All six patients in the case series suffered from respiratory failure and required supplemental oxygen prior to receiving the cell therapy; five were on ventilators. Within four days after infusion with CAP-1002, four patients were able to breathe without respiratory support, and within less than three weeks, the four were well enough to be discharged from the hospital. As of April 28, the two other patients remained hospitalized in intensive care.
'Friendly fire' is what's killing many coronavirus patients. The immune system unleashes a so-called cytokine storm into the blood—overwhelming the body with infection-fighting proteins that can trigger multiple-organ failure and death.
None of the patients showed adverse effects from the infusions, and none died during the study period. By comparison, six patients died among a group of 34 comparable COVID-19 patients who were treated in Cedars-Sinai's intensive care unit around the same time but who did not receive the cell therapy.
The patients in the case series were treated at Cedars-Sinai under emergency use provisions, which allows use of therapies not yet approved by the Food and Drug Administration to treat seriously ill patients when no other treatments are available.
"Previous studies provided strong evidence that CDCs have intense benefits for the immune system and inflammation in a number of diseases," Marbán explained, "They accomplish this by secreting exosomes— nanoscale vesicles with a variety of active contents that travel widely throughout the body."
Marbán said this anti-inflammatory effect could be a critical boost for coronavirus patients. Current information, he explained, indicates that the body's overreaction to the COVID-19 infection, rather than the virus itself, often delivers the fatal blow, especially in later stages of the disease.
"'Friendly fire' is what's killing many coronavirus patients," said Marbán, professor of Cardiology and co-author. "The immune system unleashes a so-called cytokine storm into the blood—overwhelming the body with infection-fighting proteins that can trigger multiple-organ failure and death."

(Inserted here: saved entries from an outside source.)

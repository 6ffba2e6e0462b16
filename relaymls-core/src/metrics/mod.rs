//! Metrics for observability
//!
//! The engine records through the `metrics` facade; installing a recorder
//! (Prometheus, statsd, ...) is left to the embedding application.

use metrics::{counter, describe_counter, describe_gauge, describe_histogram, gauge, histogram};
use std::time::Instant;

pub const KEY_PACKAGES_ISSUED: &str = "mls.key_packages.issued";
pub const KEY_PACKAGES_DELETED: &str = "mls.key_packages.deleted";
pub const GROUPS_CREATED: &str = "mls.groups.created";
pub const GROUPS_JOINED: &str = "mls.groups.joined";
pub const GROUPS_DELETED: &str = "mls.groups.deleted";
pub const GROUPS_ACTIVE: &str = "mls.groups.active";
pub const MESSAGES_ENCRYPTED: &str = "mls.messages.encrypted";
pub const MESSAGES_DECRYPTED: &str = "mls.messages.decrypted";
pub const MESSAGES_REJECTED: &str = "mls.messages.rejected";
pub const COMMITS_CREATED: &str = "mls.commits.created";
pub const COMMITS_APPLIED: &str = "mls.commits.applied";
pub const ENCRYPTION_DURATION: &str = "mls.encryption.duration_ms";
pub const DECRYPTION_DURATION: &str = "mls.decryption.duration_ms";
pub const CREATE_DURATION: &str = "mls.create.duration_ms";
pub const JOIN_DURATION: &str = "mls.join.duration_ms";

/// Initialize metrics with descriptions
pub fn init_metrics() {
    describe_counter!(KEY_PACKAGES_ISSUED, "Number of key packages issued");
    describe_counter!(KEY_PACKAGES_DELETED, "Number of local key packages deleted");

    describe_counter!(GROUPS_CREATED, "Number of groups created locally");
    describe_counter!(GROUPS_JOINED, "Number of groups joined from a welcome");
    describe_counter!(GROUPS_DELETED, "Number of groups deleted");
    describe_gauge!(GROUPS_ACTIVE, "Number of groups held by the session");

    describe_counter!(MESSAGES_ENCRYPTED, "Number of MLS messages encrypted");
    describe_counter!(MESSAGES_DECRYPTED, "Number of MLS messages decrypted");
    describe_counter!(MESSAGES_REJECTED, "Number of inbound MLS messages rejected");
    describe_counter!(COMMITS_CREATED, "Number of MLS commits created");
    describe_counter!(COMMITS_APPLIED, "Number of remote MLS commits applied");

    describe_histogram!(ENCRYPTION_DURATION, "MLS encryption duration in milliseconds");
    describe_histogram!(DECRYPTION_DURATION, "MLS decryption duration in milliseconds");
    describe_histogram!(CREATE_DURATION, "Group creation duration in milliseconds");
    describe_histogram!(JOIN_DURATION, "Welcome processing duration in milliseconds");
}

/// Record a counter metric
pub fn record_counter(name: &'static str, value: u64) {
    counter!(name).increment(value);
}

/// Record a gauge metric
pub fn record_gauge(name: &'static str, value: f64) {
    gauge!(name).set(value);
}

/// Record a histogram metric
pub fn record_histogram(name: &'static str, value: f64) {
    histogram!(name).record(value);
}

/// Timer for measuring operation duration
pub struct Timer {
    name: &'static str,
    start: Instant,
}

impl Timer {
    /// Create a new timer
    pub fn new(name: &'static str) -> Self {
        Self { name, start: Instant::now() }
    }

    /// Stop the timer and record the duration
    pub fn stop(self) {
        record_histogram(self.name, self.start.elapsed().as_secs_f64() * 1000.0);
    }
}

#[cfg(test)]
mod tests {
    use super::*;

    #[test]
    fn test_record_without_recorder() {
        // With no recorder installed these are no-ops and must not panic
        init_metrics();
        record_counter(MESSAGES_ENCRYPTED, 1);
        record_gauge(GROUPS_ACTIVE, 3.0);
        Timer::new(ENCRYPTION_DURATION).stop();
    }
}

Raj Makkar, MD, the principal author, said the investigative team is planning a future clinical trial that would involve dividing a larger number of coronavirus patients into two groups: those who receive the therapy and a control who do not. The team would then compare the outcome for the two groups.
"The only way to establish the efficacy of our therapy is with a randomized clinical trial," Makkar said. "That is because some coronavirus patients get better on their own with standard treatments."
Makkar added that if the CDCs counteract immune overreaction in coronavirus patients, the cells potentially could help prevent or treat two other life-threatening conditions that often develop during the course of the disease: acute respiratory distress and inflammation of the heart muscle, known as myocarditis.
The emergency use treatment was conducted in collaboration with the biotechnology company Capricor Therapeutics in Los Angeles, which provided regulatory support and manufactured the experimental agent (CAP-1002).
Funding: Expenses to support this study and data analysis were funded by a gift from the Smidt Family Foundation.
Disclosures: The cardiosphere-derived cells used in these emergency use cases were derived from donor hearts and provided by Capricor Therapeutics. Marbán developed the process to grow CDCs when he was on the faculty of Johns Hopkins University; the process was further developed at Cedars-Sinai. Capricor has licensed the process from Johns Hopkins and from Cedars-Sinai for clinical and commercial development. Capricor has licensed additional intellectual property from Cedars-Sinai and the University of Rome. Cedars-Sinai and Marbán have financial interests in Capricor.